### What is required
Copy out every line of the data where the word "disabled" is found.

##### Source records

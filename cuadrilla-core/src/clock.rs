use chrono::{DateTime, Local, NaiveDate, Utc};
use std::sync::RwLock;

/// Source of "now" for everything that reasons about calendar days or
/// activity windows.
pub trait Clock: Send + Sync {
    fn now(&self) -> DateTime<Utc>;

    /// The calendar day the group lives in.
    fn today(&self) -> NaiveDate {
        self.now().with_timezone(&Local).date_naive()
    }
}

#[derive(Debug, Default, Clone, Copy)]
pub struct SystemClock;

impl Clock for SystemClock {
    fn now(&self) -> DateTime<Utc> {
        Utc::now()
    }
}

/// A clock that only moves when told to. Calendar days are taken in UTC so
/// results do not depend on the host timezone.
#[derive(Debug)]
pub struct ManualClock {
    now: RwLock<DateTime<Utc>>,
}

impl ManualClock {
    pub fn new(start: DateTime<Utc>) -> Self {
        Self {
            now: RwLock::new(start),
        }
    }

    pub fn set(&self, at: DateTime<Utc>) {
        let mut guard = self.now.write().unwrap_or_else(|e| e.into_inner());
        *guard = at;
    }

    pub fn advance(&self, by: chrono::Duration) {
        let mut guard = self.now.write().unwrap_or_else(|e| e.into_inner());
        *guard += by;
    }
}

impl Clock for ManualClock {
    fn now(&self) -> DateTime<Utc> {
        *self.now.read().unwrap_or_else(|e| e.into_inner())
    }

    fn today(&self) -> NaiveDate {
        self.now().date_naive()
    }
}

#[cfg(test)]
mod tests {
    use super::*;
    use chrono::TimeZone;

    #[test]
    fn manual_clock_advances() {
        let clock = ManualClock::new(Utc.with_ymd_and_hms(2025, 12, 24, 23, 0, 0).unwrap());
        assert_eq!(clock.today(), NaiveDate::from_ymd_opt(2025, 12, 24).unwrap());
        clock.advance(chrono::Duration::hours(2));
        assert_eq!(clock.today(), NaiveDate::from_ymd_opt(2025, 12, 25).unwrap());
    }
}
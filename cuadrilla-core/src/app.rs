//! Wiring: builds every component once, from settings and collaborators.

use rand::Rng;
use std::sync::Arc;
use tracing::{error, info, warn};

use crate::agenda::{AgendaEngine, Catalog};
use crate::clock::Clock;
use crate::config::Settings;
use crate::debate::{DebateManager, DebateState};
use crate::error::CoreResult;
use crate::ledger::{EngagementLedger, MemberTable};
use crate::leveling::LevelTable;
use crate::pipeline::Dispatcher;
use crate::platform::{Assistant, IntroductionJudge, MembershipControl, NotificationChannel, TopicSource};
use crate::scheduler::Scheduler;
use crate::store::{JsonFileStore, MemoryStore, RecordStore};
use crate::sweep::InactivitySweep;
use crate::tools::ToolRegistry;
use crate::verification::VerificationMachine;
use crate::word_game::{WordGame, WordGameState};

pub const SWEEP_JOB: &str = "inactivity_sweep";
pub const DEBATE_JOB: &str = "daily_debate";
pub const WORD_GAME_JOB: &str = "word_game";

#[derive(Clone)]
pub struct Collaborators {
    pub notifier: Arc<dyn NotificationChannel>,
    pub membership: Arc<dyn MembershipControl>,
    pub judge: Arc<dyn IntroductionJudge>,
    pub topics: Arc<dyn TopicSource>,
}

#[derive(Clone)]
pub struct Stores {
    pub agenda: Arc<dyn RecordStore<Catalog>>,
    pub members: Arc<dyn RecordStore<MemberTable>>,
    pub debate: Arc<dyn RecordStore<DebateState>>,
    pub word_game: Arc<dyn RecordStore<WordGameState>>,
}

impl Stores {
    pub fn json(settings: &Settings) -> Self {
        Self {
            agenda: Arc::new(JsonFileStore::new(settings.agenda_path())),
            members: Arc::new(JsonFileStore::new(settings.members_path())),
            debate: Arc::new(JsonFileStore::new(settings.debate_path())),
            word_game: Arc::new(JsonFileStore::new(settings.word_game_path())),
        }
    }

    pub fn in_memory() -> Self {
        Self {
            agenda: Arc::new(MemoryStore::new(Catalog::new())),
            members: Arc::new(MemoryStore::new(MemberTable::new())),
            debate: Arc::new(MemoryStore::new(DebateState::default())),
            word_game: Arc::new(MemoryStore::new(WordGameState::default())),
        }
    }
}

pub struct Services {
    pub settings: Settings,
    pub agenda: Arc<AgendaEngine>,
    pub ledger: Arc<EngagementLedger>,
    pub verification: Arc<VerificationMachine>,
    pub sweep: Arc<InactivitySweep>,
    pub debate: Arc<DebateManager>,
    pub word_game: Arc<WordGame>,
    pub tools: Arc<ToolRegistry>,
}

impl Services {
    pub async fn open(
        settings: Settings,
        clock: Arc<dyn Clock>,
        collaborators: Collaborators,
        stores: Stores,
    ) -> Self {
        let agenda = Arc::new(
            AgendaEngine::open(stores.agenda, clock.clone())
                .await
                .with_horizons(settings.agenda_horizon_days, settings.lookup_horizon_days),
        );

        let ledger = Arc::new(
            EngagementLedger::open(stores.members, LevelTable::standard(), settings.xp_policy(), clock).await,
        );

        let verification = VerificationMachine::new(
            ledger.clone(),
            collaborators.notifier.clone(),
            collaborators.membership.clone(),
            collaborators.judge.clone(),
            settings.verification(),
        );

        let sweep = Arc::new(
            InactivitySweep::new(
                ledger.clone(),
                collaborators.notifier.clone(),
                collaborators.membership.clone(),
                settings.group_chat_id,
            )
            .with_threshold(settings.inactivity_threshold()),
        );

        let debate = Arc::new(
            DebateManager::open(
                stores.debate,
                collaborators.notifier.clone(),
                collaborators.membership.clone(),
                collaborators.topics.clone(),
                settings.group_chat_id,
            )
            .await,
        );

        let word_game = Arc::new(
            WordGame::open(
                stores.word_game,
                collaborators.notifier.clone(),
                settings.group_chat_id,
                settings.word_game_points,
            )
            .await,
        );

        let tools = Arc::new(ToolRegistry::new(agenda.clone(), settings.document_path.clone()));

        info!(
            data_dir = %settings.data_dir.display(),
            group_chat_id = settings.group_chat_id,
            members = ledger.len().await,
            "Services ready"
        );

        Self {
            settings,
            agenda,
            ledger,
            verification,
            sweep,
            debate,
            word_game,
            tools,
        }
    }

    pub fn dispatcher(&self, assistant: Arc<dyn Assistant>) -> Dispatcher {
        Dispatcher::new(
            self.agenda.clone(),
            self.ledger.clone(),
            self.verification.clone(),
            self.debate.clone(),
            self.word_game.clone(),
            assistant,
            self.settings.group_chat_id,
        )
    }

    /// Registers the daily jobs and the word game, and re-arms verification timers lost to a
    /// restart. Group jobs are skipped when no group is configured.
    pub async fn start_background_jobs(&self, scheduler: &Scheduler) -> CoreResult<()> {
        if !self.settings.has_group() {
            warn!("GROUP_CHAT_ID not set; sweep, debate and verification jobs disabled");
            return Ok(());
        }

        let sweep = self.sweep.clone();
        scheduler.run_daily(SWEEP_JOB, &self.settings.sweep_time, move || {
            let sweep = sweep.clone();
            async move {
                if let Err(e) = sweep.run().await {
                    error!(error = %e, "Inactivity sweep aborted");
                }
            }
        })?;

        let debate = self.debate.clone();
        scheduler.run_daily(DEBATE_JOB, &self.settings.debate_time, move || {
            let debate = debate.clone();
            async move {
                if let Err(e) = debate.post_daily_debate().await {
                    error!(error = %e, "Daily debate failed");
                }
            }
        })?;

        match self.settings.word_game_gaps() {
            Some((min, max)) => {
                let word_game = self.word_game.clone();
                scheduler.run_with_gaps(
                    WORD_GAME_JOB,
                    move || rand::thread_rng().gen_range(min..=max),
                    move || {
                        let word_game = word_game.clone();
                        async move {
                            if let Err(e) = word_game.start_round().await {
                                error!(error = %e, "Word game round failed to start");
                            }
                        }
                    },
                );
            }
            None => info!("Word game disabled"),
        }

        self.verification.resume().await;
        Ok(())
    }

    pub fn shutdown(&self, scheduler: &Scheduler) {
        scheduler.shutdown();
        self.verification.shutdown();
        info!("Background jobs stopped");
    }
}
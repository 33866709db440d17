//! "Run once after N", "run every day at HH:MM" and "run again after a
//! varying gap" on top of tokio tasks.

use chrono::{DateTime, Local, NaiveTime, TimeZone, Timelike};
use cron::Schedule;
use std::collections::HashMap;
use std::fmt::Debug;
use std::future::Future;
use std::hash::Hash;
use std::str::FromStr;
use std::sync::atomic::{AtomicU64, Ordering};
use std::sync::{Arc, Mutex, MutexGuard};
use std::time::Duration;
use tokio::task::JoinHandle;
use tracing::{debug, info, warn};

use crate::error::{CoreError, CoreResult};

fn lock<T>(m: &Mutex<T>) -> MutexGuard<'_, T> {
    m.lock().unwrap_or_else(|e| e.into_inner())
}

// --- 1. Keyed one-shot timers ---

struct Slot {
    generation: u64,
    handle: JoinHandle<()>,
}

/// One pending timer per key. A firing timer must claim its slot before it
/// runs, so a timer that was cancelled or replaced never executes its job
/// even if its task already woke up.
pub struct TimerRegistry<K> {
    slots: Arc<Mutex<HashMap<K, Slot>>>,
    next_generation: AtomicU64,
}

impl<K> Default for TimerRegistry<K> {
    fn default() -> Self {
        Self {
            slots: Arc::new(Mutex::new(HashMap::new())),
            next_generation: AtomicU64::new(1),
        }
    }
}

impl<K: Debug> Debug for TimerRegistry<K> {
    fn fmt(&self, f: &mut std::fmt::Formatter<'_>) -> std::fmt::Result {
        let slots = lock(&self.slots);
        f.debug_struct("TimerRegistry")
            .field("pending", &slots.keys().collect::<Vec<_>>())
            .finish()
    }
}

impl<K> TimerRegistry<K>
where
    K: Eq + Hash + Clone + Debug + Send + 'static,
{
    pub fn new() -> Self {
        Self::default()
    }

    /// Arms a timer for `key`, replacing any timer already pending for it.
    /// Returns the generation identifying this arming.
    pub fn schedule<F, Fut>(&self, key: K, delay: Duration, job: F) -> u64
    where
        F: FnOnce() -> Fut + Send + 'static,
        Fut: Future<Output = ()> + Send + 'static,
    {
        let generation = self.next_generation.fetch_add(1, Ordering::SeqCst);
        let slots = Arc::clone(&self.slots);
        let task_key = key.clone();

        // Hold the lock until the slot is in place so the task cannot try to
        // claim it first.
        let mut guard = lock(&self.slots);
        let handle = tokio::spawn(async move {
            tokio::time::sleep(delay).await;
            if claim(&slots, &task_key, generation) {
                job().await;
            } else {
                debug!(key = ?task_key, generation = generation, "Timer superseded; skipping");
            }
        });
        if let Some(previous) = guard.insert(key, Slot { generation, handle }) {
            previous.handle.abort();
        }
        generation
    }

    /// Cancels the timer for `key` only if it is still the one armed as
    /// `generation`.
    pub fn cancel_generation(&self, key: &K, generation: u64) -> bool {
        let mut guard = lock(&self.slots);
        match guard.get(key) {
            Some(slot) if slot.generation == generation => {
                if let Some(slot) = guard.remove(key) {
                    slot.handle.abort();
                }
                true
            }
            _ => false,
        }
    }

    /// Cancels the pending timer for `key`. Returns false when nothing was
    /// pending (already fired, already cancelled, never armed).
    pub fn cancel(&self, key: &K) -> bool {
        match lock(&self.slots).remove(key) {
            Some(slot) => {
                slot.handle.abort();
                true
            }
            None => false,
        }
    }

    pub fn is_pending(&self, key: &K) -> bool {
        lock(&self.slots).contains_key(key)
    }

    pub fn pending_count(&self) -> usize {
        lock(&self.slots).len()
    }

    pub fn cancel_all(&self) {
        for (_, slot) in lock(&self.slots).drain() {
            slot.handle.abort();
        }
    }
}

fn claim<K: Eq + Hash>(slots: &Mutex<HashMap<K, Slot>>, key: &K, generation: u64) -> bool {
    let mut guard = lock(slots);
    match guard.get(key) {
        Some(slot) if slot.generation == generation => {
            guard.remove(key);
            true
        }
        _ => false,
    }
}

// --- 2. Named jobs ---

pub fn parse_time_of_day(raw: &str) -> CoreResult<NaiveTime> {
    NaiveTime::parse_from_str(raw.trim(), "%H:%M")
        .map_err(|_| CoreError::Schedule(format!("expected HH:MM, got '{raw}'")))
}

/// Cron schedule firing every day at `at` (seconds ignored).
pub fn daily_schedule(at: NaiveTime) -> CoreResult<Schedule> {
    let expr = format!("0 {} {} * * *", at.minute(), at.hour());
    Schedule::from_str(&expr).map_err(|e| CoreError::Schedule(format!("{expr}: {e}")))
}

pub fn next_daily_fire<Tz: TimeZone>(schedule: &Schedule, after: &DateTime<Tz>) -> Option<DateTime<Tz>> {
    schedule.after(after).next()
}

#[derive(Default)]
pub struct Scheduler {
    once: TimerRegistry<String>,
    recurring: Mutex<HashMap<String, JoinHandle<()>>>,
}

impl Debug for Scheduler {
    fn fmt(&self, f: &mut std::fmt::Formatter<'_>) -> std::fmt::Result {
        f.debug_struct("Scheduler")
            .field("once", &self.once)
            .field("recurring", &lock(&self.recurring).keys().collect::<Vec<_>>())
            .finish()
    }
}

impl Scheduler {
    pub fn new() -> Self {
        Self::default()
    }

    pub fn run_once<F, Fut>(&self, name: impl Into<String>, delay: Duration, job: F)
    where
        F: FnOnce() -> Fut + Send + 'static,
        Fut: Future<Output = ()> + Send + 'static,
    {
        let name = name.into();
        debug!(job = %name, delay_secs = delay.as_secs(), "One-shot job armed");
        self.once.schedule(name, delay, job);
    }

    /// Runs `job` every day at `at` (local time) until cancelled.
    pub fn run_daily<F, Fut>(&self, name: impl Into<String>, at: &str, job: F) -> CoreResult<()>
    where
        F: Fn() -> Fut + Send + Sync + 'static,
        Fut: Future<Output = ()> + Send + 'static,
    {
        let name = name.into();
        let time = parse_time_of_day(at)?;
        let schedule = daily_schedule(time)?;

        let job_name = name.clone();
        let handle = tokio::spawn(async move {
            loop {
                let now = Local::now();
                let Some(next) = next_daily_fire(&schedule, &now) else {
                    warn!(job = %job_name, "Schedule has no upcoming run; stopping");
                    break;
                };
                let wait = (next - now).to_std().unwrap_or(Duration::ZERO);
                debug!(job = %job_name, next = %next, "Daily job waiting");
                tokio::time::sleep(wait).await;
                info!(job = %job_name, "Daily job firing");
                job().await;
            }
        });

        info!(job = %name, at = %time.format("%H:%M"), "Daily job registered");
        if let Some(previous) = lock(&self.recurring).insert(name, handle) {
            previous.abort();
        }
        Ok(())
    }

    /// Runs `job` repeatedly, sleeping `gap()` before each run. The gap is
    /// drawn afresh every time, so callers can randomise it.
    pub fn run_with_gaps<G, F, Fut>(&self, name: impl Into<String>, gap: G, job: F)
    where
        G: Fn() -> Duration + Send + 'static,
        F: Fn() -> Fut + Send + Sync + 'static,
        Fut: Future<Output = ()> + Send + 'static,
    {
        let name = name.into();
        let job_name = name.clone();
        let handle = tokio::spawn(async move {
            loop {
                let wait = gap();
                debug!(job = %job_name, wait_secs = wait.as_secs(), "Recurring job waiting");
                tokio::time::sleep(wait).await;
                info!(job = %job_name, "Recurring job firing");
                job().await;
            }
        });

        info!(job = %name, "Recurring job registered");
        if let Some(previous) = lock(&self.recurring).insert(name, handle) {
            previous.abort();
        }
    }

    pub fn cancel(&self, name: &str) -> bool {
        let once = self.once.cancel(&name.to_string());
        let recurring = match lock(&self.recurring).remove(name) {
            Some(handle) => {
                handle.abort();
                true
            }
            None => false,
        };
        once || recurring
    }

    pub fn shutdown(&self) {
        self.once.cancel_all();
        for (name, handle) in lock(&self.recurring).drain() {
            debug!(job = %name, "Aborting recurring job");
            handle.abort();
        }
    }
}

##########

### Answer space
            warn!("GROUP_CHAT_ID not set; sweep, debate and verification jobs disabled");
            None => info!("Word game disabled"),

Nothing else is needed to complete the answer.